Nesta semana, por unanimidade, o Tribunal Superior Eleitoral (TSE) autorizou a abertura de um inquérito administrativo para investigar os ataques, inclusive do presidente Jair Bolsonaro, à legitimidade das eleições, haja vista indícios da prática de diversos ilícitos eleitorais como condutas vedadas, abuso de poder político e econômico, propaganda antecipada e crimes de corrupção e fraude. Pelos mesmos fatos, o TSE encaminhou ao Supremo Tribunal Federal (STF) um pedido de inclusão de Bolsonaro no rol de investigados no conhecido Inquérito das Fake News.
Depois da sequência de ataques e de disseminação de inverdades contra as vacinas e quanto à pandemia, agora o principal objetivo dos bolsonaristas é colocar em dúvida a credibilidade das urnas eletrônicas brasileiras. Parece que a cada momento, o negacionismo e as fake news que acompanham as teorias conspiratórias dos extremistas selecionam um novo alvo para tentar turvar o horizonte de informação da população.
Os aliados de Bolsonaro e o próprio presidente têm ecoado que, se não houver voto impresso, não teremos eleições presidenciais em 2022. Fala que oscila entre a birra de uma criança que quer as coisas de seu modo e o crime de responsabilidade contra o regime democrático brasileiro, conquistado arduamente.
Além da repugnante ameaça à democracia e ao direito ao voto, é curioso que Bolsonaro acusa as urnas eletrônicas de serem fraudadas, mesmo tendo ele saído vencedor na última eleição presidencial e nas eleições em que disputou vaga no parlamento. Aliás, não foi só Bolsonaro que diversas vezes foi eleito pelas urnas eletrônicas que ele trata como manipuláveis. Em 2018 as urnas eletrônicas deram a vitória não só a Bolsonaro, como a um grande número de parlamentares de seu então partido - o PSL (que alcançou o segundo maior número de cadeiras na Câmara), inclusive, aos filhos de Bolsonaro: Eduardo e Flávio Bolsonaro, respectivamente, na Câmara dos Deputados e no Senado.
Enquanto nos Estados Unidos o ex-presidente Donald Trump questionou a lisura das eleições nos Estados em que perdeu, no Brasil, quem suscita dúvidas injustificáveis e dissemina boatos contra a segurança das urnas eletrônicas é o grupo que venceu a última eleição presidencial. Ora bem, se não confiam nas urnas eletrônicas, como acreditam que se sagraram vencedores no pleito de 2018?
Intimado a prestar esclarecimentos sobre as acusações contra as urnas eletrônicas, Bolsonaro enviou sua resposta ao TSE sem conseguir apresentar qualquer indício de fraude ou de irregularidade no modelo eleitoral brasileiro. O próprio presidente voltou a afirmar que “não se está a atacar propriamente a segurança das urnas eletrônica, mas, sim, a necessidade de se viabilizar uma efetiva auditagem”.

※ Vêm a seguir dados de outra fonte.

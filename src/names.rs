//! Grunt display names, loaded once and cached for the process lifetime.
//!
//! The first lookup starts a background fetch of `assets/grunts.json` (an
//! object of symbolic name → numeric id). Lookups made before it resolves get
//! the numeric fallback instead of waiting. A failed fetch resolves the table
//! to empty and is never retried.

use std::collections::HashMap;
use std::sync::{Arc, Mutex, OnceLock};
use std::thread;

use reqwest::blocking::Client;
use reqwest::Url;
use tracing::{info, warn};

use crate::error::NameLookupError;

/// Path of the name table relative to the asset base url
pub const GRUNTS_PATH: &str = "assets/grunts.json";

/// Where the raw name → id table comes from.
pub trait NameSource: Send + Sync + 'static {
    fn fetch(&self) -> Result<HashMap<String, u32>, NameLookupError>;
}

/// HTTP GET of the name table from the asset server.
pub struct HttpNameSource {
    url: Url,
}

impl HttpNameSource {
    pub fn new(base_url: &str) -> Result<Self, NameLookupError> {
        let base = Url::parse(base_url).map_err(|err| NameLookupError::Url(err.to_string()))?;
        let url = base
            .join(GRUNTS_PATH)
            .map_err(|err| NameLookupError::Url(err.to_string()))?;
        Ok(Self { url })
    }

    pub fn url(&self) -> &Url {
        &self.url
    }
}

impl NameSource for HttpNameSource {
    fn fetch(&self) -> Result<HashMap<String, u32>, NameLookupError> {
        let response = Client::new().get(self.url.clone()).send()?;
        if !response.status().is_success() {
            return Err(NameLookupError::Status(response.status().as_u16()));
        }
        let mut bytes = response.bytes()?.to_vec();
        let table: HashMap<String, u32> = simd_json::serde::from_slice(&mut bytes)?;
        Ok(table)
    }
}

/// Source that never resolves to any names; used when no asset url is valid.
pub struct NoNames;

impl NameSource for NoNames {
    fn fetch(&self) -> Result<HashMap<String, u32>, NameLookupError> {
        Ok(HashMap::new())
    }
}

enum LookupState {
    Unrequested,
    Pending,
    Resolved(Arc<HashMap<u32, String>>),
}

/// Load-once id → display name cache.
pub struct GruntNames {
    source: Arc<dyn NameSource>,
    state: Arc<Mutex<LookupState>>,
}

static SHARED: OnceLock<Arc<GruntNames>> = OnceLock::new();

impl GruntNames {
    pub fn new(source: impl NameSource) -> Self {
        Self {
            source: Arc::new(source),
            state: Arc::new(Mutex::new(LookupState::Unrequested)),
        }
    }

    /// Process-wide instance. The first caller's asset url wins.
    pub fn shared(asset_base_url: &str) -> Arc<GruntNames> {
        SHARED
            .get_or_init(|| match HttpNameSource::new(asset_base_url) {
                Ok(source) => Arc::new(GruntNames::new(source)),
                Err(err) => {
                    warn!("grunt names disabled: {err}");
                    Arc::new(GruntNames::new(NoNames))
                }
            })
            .clone()
    }

    /// Display name for a character id; never fails.
    pub fn display_name(&self, character: u32) -> String {
        let table = self.table();
        table
            .and_then(|t| t.get(&character).cloned())
            .unwrap_or_else(|| fallback_name(character))
    }

    pub fn is_resolved(&self) -> bool {
        matches!(*self.lock(), LookupState::Resolved(_))
    }

    /// Resolved table, or `None` while the fetch is outstanding. Starts the
    /// fetch on first use.
    fn table(&self) -> Option<Arc<HashMap<u32, String>>> {
        let mut state = self.lock();
        if let LookupState::Resolved(table) = &*state {
            return Some(table.clone());
        }
        if matches!(*state, LookupState::Pending) {
            return None;
        }
        *state = LookupState::Pending;
        drop(state);
        self.start_fetch();
        None
    }

    fn start_fetch(&self) {
        let source = self.source.clone();
        let state = self.state.clone();
        let spawned = thread::Builder::new()
            .name("grunt-names".to_string())
            .spawn(move || {
                let table = resolve(source.as_ref());
                if let Ok(mut guard) = state.lock() {
                    *guard = LookupState::Resolved(Arc::new(table));
                }
            });
        if let Err(err) = spawned {
            warn!("could not start grunt name fetch: {err}");
            *self.lock() = LookupState::Resolved(Arc::new(HashMap::new()));
        }
    }

    fn lock(&self) -> std::sync::MutexGuard<'_, LookupState> {
        // A poisoned lock only means a fetch thread panicked mid-write.
        self.state.lock().unwrap_or_else(|poisoned| poisoned.into_inner())
    }
}

fn resolve(source: &dyn NameSource) -> HashMap<u32, String> {
    match source.fetch() {
        Ok(raw) => {
            info!(names = raw.len(), "grunt names loaded");
            raw.into_iter().map(|(name, id)| (id, title_case(&name))).collect()
        }
        Err(err) => {
            warn!("grunt name fetch failed, using numeric ids: {err}");
            HashMap::new()
        }
    }
}

/// Display value used until (or instead of) a resolved name
pub fn fallback_name(character: u32) -> String {
    format!("Grunt #{character}")
}

/// `BALLOON_GRUNT_MALE` → `Balloon Grunt Male`, `EVENT_NPC_0` → `Event NPC 0`
pub fn title_case(symbol: &str) -> String {
    let words: Vec<String> = symbol
        .split('_')
        .filter(|w| !w.is_empty())
        .map(|w| {
            let lower = w.to_lowercase();
            if lower == "npc" {
                return "NPC".to_string();
            }
            let mut chars = lower.chars();
            match chars.next() {
                Some(first) => first.to_uppercase().chain(chars).collect(),
                None => String::new(),
            }
        })
        .collect();
    words.join(" ")
}
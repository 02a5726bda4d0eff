mod geometry;
mod projection;
mod renderer;
mod spatial;

pub use projection::{Viewport, MAX_ZOOM, MIN_ZOOM};
pub use renderer::{render, Label, MapLayers};
pub use spatial::SpatialGrid;
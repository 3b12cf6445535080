//! Execution engines.
//!
//! An [`ExecutionEngine`] is a factory for one trust tier. It creates an
//! [`ExecutionContext`] per loaded plugin; the context owns the script
//! engine and the watchdog, and is the only thing that ever runs plugin code.
//!
//! Units do not share functions. Every function pointer a unit exports is
//! sealed with that unit's own function library, so it resolves the same
//! names wherever it is called from.

mod capabilities;
mod convert;
mod runtime;

use std::fmt;
use std::future::Future;
use std::pin::Pin;
use std::sync::Arc;

use rhai::{AST, Dynamic, FnPtr, Map};
use serde_json::Value;
use storehook_core::SecurityLevel;
use tokio_util::sync::CancellationToken;

use crate::context::{ModuleTable, PluginData};
use crate::sandbox::SandboxConfig;
use crate::types::PluginResult;

pub use self::convert::{dynamic_to_json, json_to_dynamic};
pub use self::runtime::{SandboxedEngine, TrustedEngine};

/// Type alias for boxed futures returned by async engine methods.
pub type BoxFuture<'a, T> = Pin<Box<dyn Future<Output = T> + Send + 'a>>;

/// Per-tier factory of plugin execution contexts.
pub trait ExecutionEngine: Send + Sync {
    /// Engine name used in logs.
    fn name(&self) -> &'static str;

    /// Trust tier served by this engine.
    fn level(&self) -> SecurityLevel;

    /// Limits and capabilities applied to every context.
    fn sandbox(&self) -> &SandboxConfig;

    /// Create an isolated context bound to one plugin.
    fn create_context(&self, bindings: ContextBindings) -> PluginResult<Box<dyn ExecutionContext>>;
}

/// A plugin's private evaluation environment.
///
/// Runs are serialized per context, including offloaded runs the caller
/// stopped waiting for.
pub trait ExecutionContext: Send + Sync {
    /// Execute one transformed unit and return what it exported.
    fn execute<'a>(&'a self, unit: &'a str, source: &'a str) -> BoxFuture<'a, PluginResult<Exports>>;

    /// Invoke an exported handler with JSON arguments.
    fn call<'a>(
        &'a self,
        unit: &'a str,
        callable: &'a Callable,
        args: Vec<Value>,
    ) -> BoxFuture<'a, PluginResult<Value>>;
}

/// Host state a context closes its capabilities over.
#[derive(Clone)]
pub struct ContextBindings {
    pub plugin_id: String,
    pub modules: Arc<ModuleTable>,
    pub data: PluginData,
    pub cancel: CancellationToken,
}

/// What one unit exported, plus the functions it defined.
#[derive(Clone)]
pub struct Exports {
    value: Dynamic,
    library: Arc<AST>,
}

impl Exports {
    pub(crate) fn new(value: Dynamic, library: Arc<AST>) -> Self {
        Self { value, library }
    }

    /// The raw exported value.
    pub fn value(&self) -> &Dynamic {
        &self.value
    }

    /// The exported value as JSON. Function pointers become `null`.
    pub fn to_json(&self) -> Value {
        dynamic_to_json(&self.value)
    }

    /// The exported handler: the export itself when it is a function
    /// pointer, otherwise the `handler` field of an exported map.
    pub fn handler(&self) -> Option<Callable> {
        let value = self.value.flatten_clone();
        let fn_ptr = match value.clone().try_cast::<FnPtr>() {
            Some(fn_ptr) => fn_ptr,
            None => value
                .try_cast::<Map>()?
                .get("handler")?
                .flatten_clone()
                .try_cast::<FnPtr>()?,
        };
        Some(Callable {
            fn_ptr,
            library: Arc::clone(&self.library),
        })
    }
}

impl fmt::Debug for Exports {
    fn fmt(&self, f: &mut fmt::Formatter<'_>) -> fmt::Result {
        f.debug_struct("Exports")
            .field("value", &self.to_json())
            .field("functions", &self.library.iter_functions().count())
            .finish()
    }
}

/// A script function that can be invoked later through its context,
/// together with the library of the unit that defined it.
#[derive(Clone)]
pub struct Callable {
    pub(crate) fn_ptr: FnPtr,
    pub(crate) library: Arc<AST>,
}

impl fmt::Debug for Callable {
    fn fmt(&self, f: &mut fmt::Formatter<'_>) -> fmt::Result {
        f.debug_tuple("Callable").field(&self.fn_ptr.fn_name()).finish()
    }
}

impl Callable {
    /// Name of the target function.
    pub fn name(&self) -> &str {
        self.fn_ptr.fn_name()
    }
}

/// Build the engine for a trust tier.
pub fn engine_for(level: SecurityLevel, sandbox: SandboxConfig) -> Arc<dyn ExecutionEngine> {
    match level {
        SecurityLevel::Sandboxed => Arc::new(SandboxedEngine::new(sandbox)),
        SecurityLevel::Trusted => Arc::new(TrustedEngine::new(sandbox)),
    }
}
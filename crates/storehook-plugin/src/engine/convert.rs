//! Conversions between script values and JSON documents.

use rhai::{Array, Dynamic, FnPtr, Map};
use serde_json::{Number, Value};

/// Convert a script value to JSON. Function pointers and host types have
/// no JSON form and become `null`.
pub fn dynamic_to_json(value: &Dynamic) -> Value {
    let value = value.flatten_clone();

    if value.is_unit() {
        Value::Null
    } else if value.is_bool() {
        Value::Bool(value.as_bool().unwrap_or(false))
    } else if value.is_int() {
        Value::from(value.as_int().unwrap_or(0))
    } else if value.is_float() {
        Number::from_f64(value.as_float().unwrap_or(0.0))
            .map(Value::Number)
            .unwrap_or(Value::Null)
    } else if value.is_string() {
        Value::String(value.into_string().unwrap_or_default())
    } else if value.is_char() {
        Value::String(value.as_char().map(String::from).unwrap_or_default())
    } else if value.is_array() {
        let items = value.into_array().unwrap_or_default();
        Value::Array(items.iter().map(dynamic_to_json).collect())
    } else if value.is_map() {
        let map = value.try_cast::<Map>().unwrap_or_default();
        Value::Object(
            map.iter()
                .map(|(k, v)| (k.to_string(), dynamic_to_json(v)))
                .collect(),
        )
    } else if value.is::<FnPtr>() {
        Value::Null
    } else {
        Value::String(value.to_string())
    }
}

/// Convert a JSON document to a script value.
pub fn json_to_dynamic(value: &Value) -> Dynamic {
    match value {
        Value::Null => Dynamic::UNIT,
        Value::Bool(b) => Dynamic::from(*b),
        Value::Number(n) => {
            if let Some(i) = n.as_i64() {
                Dynamic::from(i)
            } else {
                Dynamic::from(n.as_f64().unwrap_or(0.0))
            }
        }
        Value::String(s) => Dynamic::from(s.clone()),
        Value::Array(items) => {
            let array: Array = items.iter().map(json_to_dynamic).collect();
            Dynamic::from(array)
        }
        Value::Object(object) => {
            let mut map = Map::new();
            for (k, v) in object {
                map.insert(k.as_str().into(), json_to_dynamic(v));
            }
            Dynamic::from(map)
        }
    }
}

Ocorre que, ao contrário do que tentou dissuadir o presidente, seu grupo tem sim orquestrado uma série de ataques infundados às urnas eletrônicas, dizendo que elas permitiriam fraudes. Inclusive, as urnas eletrônicas brasileiras, além das diversas camadas que asseguram a segurança e confiabilidade dos resultados, possuem mecanismos que permitem a auditoria dos votos. Tanto é verdade que o resultado das eleições de 2014 foi auditado a pedido do PSDB, não tendo sido constatada nenhuma fraude ou irregularidade.
O voto impresso, lado outro, representa um tremendo retrocesso. Além da falta de provas contra as urnas eletrônicas, o voto impresso pode servir como um mecanismo para que quem compra voto comprove que o eleitor de fato votou nele. Isso sem contar os inúmeros registros de fraudes e intensa morosidade quando a votação era impressa.
Ao reagir ao TSE dizendo que não aceitará “intimidações” e que sua “luta” é contra o ministro Barroso, o presidente Bolsonaro comporta-se como um verdadeiro miliciano, que se sente acima das leis e não respeita as autoridades constituídas. Aliás, intimidação não é o fato de o TSE abrir investigações. Intimidação é afirmar que sem voto impresso o Brasil não terá eleições em 2022.